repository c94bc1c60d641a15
use crate::core::harness::contain_panic;
use crate::domain::model::{Direction, ParameterDescriptor, ParameterSummary, Value};
use crate::domain::ports::{Cancelable, Command, Previewable};
use crate::utils::error::{ModuleError, Result};
use std::collections::{HashMap, HashSet};
use std::fmt;
use std::sync::Arc;

type Factory<C> = dyn Fn() -> anyhow::Result<C> + Send + Sync;

type PreviewProbe<C> = fn(&mut C) -> &mut dyn Previewable;
type CancelableProbe<C> = fn(&C) -> &dyn Cancelable;

fn as_previewable<C: Previewable>(command: &mut C) -> &mut dyn Previewable {
    command
}

fn as_cancelable<C: Cancelable>(command: &C) -> &dyn Cancelable {
    command
}

/// 命令型別實作了哪些可選能力
///
/// 探針在建立 ModuleInfo 時登記，使用時才檢查；未登記即視為不支援。
pub struct Capabilities<C> {
    preview: Option<PreviewProbe<C>>,
    cancelable: Option<CancelableProbe<C>>,
}

impl<C> Capabilities<C> {
    pub fn none() -> Self {
        Self {
            preview: None,
            cancelable: None,
        }
    }

    pub fn is_previewable(&self) -> bool {
        self.preview.is_some()
    }

    pub fn is_cancelable(&self) -> bool {
        self.cancelable.is_some()
    }

    pub fn previewable<'a>(&self, command: &'a mut C) -> Option<&'a mut dyn Previewable> {
        self.preview.map(|probe| probe(command))
    }

    pub fn cancelable<'a>(&self, command: &'a C) -> Option<&'a dyn Cancelable> {
        self.cancelable.map(|probe| probe(command))
    }
}

impl<C> Clone for Capabilities<C> {
    fn clone(&self) -> Self {
        *self
    }
}

impl<C> Copy for Capabilities<C> {}

/// 命令型別的中繼資料與工廠，建立後不可變，由所有模組共享
pub struct ModuleInfo<C> {
    name: String,
    description: Option<String>,
    parameters: Vec<ParameterDescriptor<C>>,
    factory: Arc<Factory<C>>,
    presets: HashMap<String, Value>,
    capabilities: Capabilities<C>,
}

impl<C: Command> ModuleInfo<C> {
    pub fn builder<F>(name: impl Into<String>, factory: F) -> ModuleInfoBuilder<C>
    where
        F: Fn() -> anyhow::Result<C> + Send + Sync + 'static,
    {
        ModuleInfoBuilder::new(name, factory)
    }

    /// 以 `Default` 建構命令的便利版本
    pub fn default_builder(name: impl Into<String>) -> ModuleInfoBuilder<C>
    where
        C: Default,
    {
        ModuleInfoBuilder::new(name, || Ok(C::default()))
    }

    /// 建立新的命令實例；工廠回傳錯誤或 panic 都轉為 `InstantiationError`
    pub fn create_instance(&self) -> Result<C> {
        let factory = Arc::clone(&self.factory);
        match contain_panic(move || factory()) {
            Ok(Ok(command)) => Ok(command),
            Ok(Err(source)) => Err(ModuleError::InstantiationError {
                command: self.name.clone(),
                source,
            }),
            Err(panic_message) => Err(ModuleError::InstantiationError {
                command: self.name.clone(),
                source: anyhow::anyhow!("factory panicked: {}", panic_message),
            }),
        }
    }
}

impl<C> ModuleInfo<C> {
    pub fn name(&self) -> &str {
        &self.name
    }

    pub fn description(&self) -> Option<&str> {
        self.description.as_deref()
    }

    /// 所有參數，依宣告順序
    pub fn parameters(&self) -> &[ParameterDescriptor<C>] {
        &self.parameters
    }

    pub fn summaries(&self) -> Vec<ParameterSummary> {
        self.parameters.iter().map(ParameterDescriptor::summary).collect()
    }

    pub fn inputs(&self) -> impl Iterator<Item = &ParameterDescriptor<C>> {
        self.parameters.iter().filter(|p| p.direction().is_input())
    }

    pub fn outputs(&self) -> impl Iterator<Item = &ParameterDescriptor<C>> {
        self.parameters.iter().filter(|p| p.direction().is_output())
    }

    pub fn get_input(&self, name: &str) -> Result<&ParameterDescriptor<C>> {
        self.inputs()
            .find(|p| p.name() == name)
            .ok_or_else(|| ModuleError::UnknownParameterError {
                name: name.to_string(),
                direction: Direction::Input,
            })
    }

    pub fn get_output(&self, name: &str) -> Result<&ParameterDescriptor<C>> {
        self.outputs()
            .find(|p| p.name() == name)
            .ok_or_else(|| ModuleError::UnknownParameterError {
                name: name.to_string(),
                direction: Direction::Output,
            })
    }

    pub fn presets(&self) -> &HashMap<String, Value> {
        &self.presets
    }

    pub fn capabilities(&self) -> &Capabilities<C> {
        &self.capabilities
    }

    pub fn is_previewable(&self) -> bool {
        self.capabilities.is_previewable()
    }

    pub fn is_cancelable(&self) -> bool {
        self.capabilities.is_cancelable()
    }
}

impl<C> fmt::Debug for ModuleInfo<C> {
    fn fmt(&self, f: &mut fmt::Formatter<'_>) -> fmt::Result {
        f.debug_struct("ModuleInfo")
            .field("name", &self.name)
            .field("parameters", &self.parameters)
            .field("presets", &self.presets)
            .field("previewable", &self.is_previewable())
            .field("cancelable", &self.is_cancelable())
            .finish()
    }
}

pub struct ModuleInfoBuilder<C> {
    name: String,
    description: Option<String>,
    parameters: Vec<ParameterDescriptor<C>>,
    factory: Arc<Factory<C>>,
    presets: HashMap<String, Value>,
    capabilities: Capabilities<C>,
}

impl<C: Command> ModuleInfoBuilder<C> {
    pub fn new<F>(name: impl Into<String>, factory: F) -> Self
    where
        F: Fn() -> anyhow::Result<C> + Send + Sync + 'static,
    {
        Self {
            name: name.into(),
            description: None,
            parameters: Vec::new(),
            factory: Arc::new(factory),
            presets: HashMap::new(),
            capabilities: Capabilities::none(),
        }
    }

    pub fn description(mut self, description: impl Into<String>) -> Self {
        self.description = Some(description.into());
        self
    }

    pub fn parameter(mut self, descriptor: ParameterDescriptor<C>) -> Self {
        self.parameters.push(descriptor);
        self
    }

    pub fn preset(mut self, name: impl Into<String>, value: impl Into<Value>) -> Self {
        self.presets.insert(name.into(), value.into());
        self
    }

    pub fn previewable(mut self) -> Self
    where
        C: Previewable,
    {
        self.capabilities.preview = Some(as_previewable::<C> as PreviewProbe<C>);
        self
    }

    pub fn cancelable(mut self) -> Self
    where
        C: Cancelable,
    {
        self.capabilities.cancelable = Some(as_cancelable::<C> as CancelableProbe<C>);
        self
    }

    /// 檢查參數名稱唯一、預設值只指向輸入參數
    pub fn build(self) -> Result<ModuleInfo<C>> {
        let mut seen = HashSet::new();
        for parameter in &self.parameters {
            if !seen.insert(parameter.name()) {
                return Err(ModuleError::DuplicateParameterError {
                    module: self.name.clone(),
                    name: parameter.name().to_string(),
                });
            }
        }

        for name in self.presets.keys() {
            let is_input = self
                .parameters
                .iter()
                .any(|p| p.name() == name && p.direction().is_input());
            if !is_input {
                return Err(ModuleError::UnknownParameterError {
                    name: name.clone(),
                    direction: Direction::Input,
                });
            }
        }

        tracing::debug!(
            "Built module info '{}' with {} parameters and {} presets",
            self.name,
            self.parameters.len(),
            self.presets.len()
        );

        Ok(ModuleInfo {
            name: self.name,
            description: self.description,
            parameters: self.parameters,
            factory: self.factory,
            presets: self.presets,
            capabilities: self.capabilities,
        })
    }
}
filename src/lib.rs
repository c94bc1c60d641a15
pub mod app;
pub mod config;
pub mod core;
pub mod domain;
pub mod utils;

#[cfg(feature = "cli")]
pub use crate::config::CliConfig;
pub use crate::config::{BatchConfig, StepConfig};

pub use crate::core::{
    batch::{BatchRunner, StepResult, StepStatus},
    harness::ModuleRunner,
    info::{Capabilities, ModuleInfo, ModuleInfoBuilder},
    module::CommandModule,
    registry::{ModuleFactory, ModuleRegistry},
    report::{RecordingReporter, TracingReporter},
};
pub use crate::domain::model::{Direction, FieldRef, ParameterDescriptor, ParameterSummary, Value};
pub use crate::domain::ports::{Cancelable, Command, FaultReporter, Module, Previewable};
pub use crate::utils::error::{ModuleError, Result};
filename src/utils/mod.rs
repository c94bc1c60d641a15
pub mod error;
pub mod logger;
pub mod monitor;
pub mod validation;
use crate::core::registry::ModuleRegistry;
use crate::domain::model::Value;
use crate::utils::error::{ModuleError, Result};
use crate::utils::validation::{validate_non_empty_string, validate_one_of, Validate};
use regex::Regex;
use serde::{Deserialize, Serialize};
use std::collections::HashMap;
use std::path::Path;

pub const LOG_LEVELS: [&str; 5] = ["trace", "debug", "info", "warn", "error"];

#[derive(Debug, Clone, Serialize, Deserialize)]
pub struct BatchConfig {
    pub batch: BatchSettings,
    pub logging: Option<LoggingConfig>,
    #[serde(default)]
    pub steps: Vec<StepConfig>,
}

#[derive(Debug, Clone, Serialize, Deserialize)]
pub struct BatchSettings {
    pub name: String,
    pub description: Option<String>,
    pub fail_fast: Option<bool>,
    pub monitor: Option<bool>,
}

#[derive(Debug, Clone, Serialize, Deserialize)]
pub struct LoggingConfig {
    pub level: Option<String>,
    pub json: Option<bool>,
}

/// 一個批次步驟：要執行的模組名稱與其輸入
#[derive(Debug, Clone, Default, Serialize, Deserialize)]
pub struct StepConfig {
    pub command: String,
    #[serde(default)]
    pub inputs: HashMap<String, Value>,
    #[serde(default)]
    pub preview: bool,
    #[serde(default)]
    pub cancel_after_preview: bool,
}

impl BatchConfig {
    /// 從 TOML 檔案載入配置
    pub fn from_file<P: AsRef<Path>>(path: P) -> Result<Self> {
        let content = std::fs::read_to_string(&path)?;
        Self::from_toml_str(&content)
    }

    /// 從 TOML 字串解析配置
    pub fn from_toml_str(content: &str) -> Result<Self> {
        let processed_content = Self::substitute_env_vars(content)?;

        toml::from_str(&processed_content).map_err(|e| ModuleError::ConfigValidationError {
            field: "toml_parsing".to_string(),
            message: format!("TOML parsing error: {}", e),
        })
    }

    /// 替換環境變數 (例如 ${THRESHOLD})，未設定的變數保持原樣
    fn substitute_env_vars(content: &str) -> Result<String> {
        let re = Regex::new(r"\$\{([^}]+)\}").map_err(|e| ModuleError::ConfigValidationError {
            field: "env_substitution".to_string(),
            message: e.to_string(),
        })?;

        let result = re.replace_all(content, |caps: &regex::Captures| {
            let var_name = &caps[1];
            std::env::var(var_name).unwrap_or_else(|_| format!("${{{}}}", var_name))
        });

        Ok(result.to_string())
    }

    pub fn fail_fast(&self) -> bool {
        self.batch.fail_fast.unwrap_or(false)
    }

    pub fn monitoring_enabled(&self) -> bool {
        self.batch.monitor.unwrap_or(false)
    }

    pub fn json_logs(&self) -> bool {
        self.logging.as_ref().and_then(|l| l.json).unwrap_or(false)
    }

    pub fn log_level(&self) -> Option<&str> {
        self.logging.as_ref().and_then(|l| l.level.as_deref())
    }

    /// 確認每個步驟都指向已註冊的模組
    pub fn validate_against(&self, registry: &ModuleRegistry) -> Result<()> {
        for step in &self.steps {
            if !registry.contains(&step.command) {
                return Err(ModuleError::UnknownModuleError {
                    name: step.command.clone(),
                });
            }
        }
        Ok(())
    }
}

impl Validate for BatchConfig {
    fn validate(&self) -> Result<()> {
        validate_non_empty_string("batch.name", &self.batch.name)?;

        if self.steps.is_empty() {
            return Err(ModuleError::MissingConfigError {
                field: "steps".to_string(),
            });
        }

        if let Some(level) = self.log_level() {
            validate_one_of("logging.level", level, &LOG_LEVELS)?;
        }

        for (index, step) in self.steps.iter().enumerate() {
            validate_non_empty_string(&format!("steps[{}].command", index), &step.command)?;
            if step.cancel_after_preview && !step.preview {
                return Err(ModuleError::InvalidConfigValueError {
                    field: format!("steps[{}].cancel_after_preview", index),
                    value: "true".to_string(),
                    reason: "cancel_after_preview requires preview = true".to_string(),
                });
            }
        }

        Ok(())
    }
}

■ Work to be completed
Pull every line containing "StepConfig" from the entries above and copy it.

■ Result
pub use crate::config::{BatchConfig, StepConfig};
    pub steps: Vec<StepConfig>,
pub struct StepConfig {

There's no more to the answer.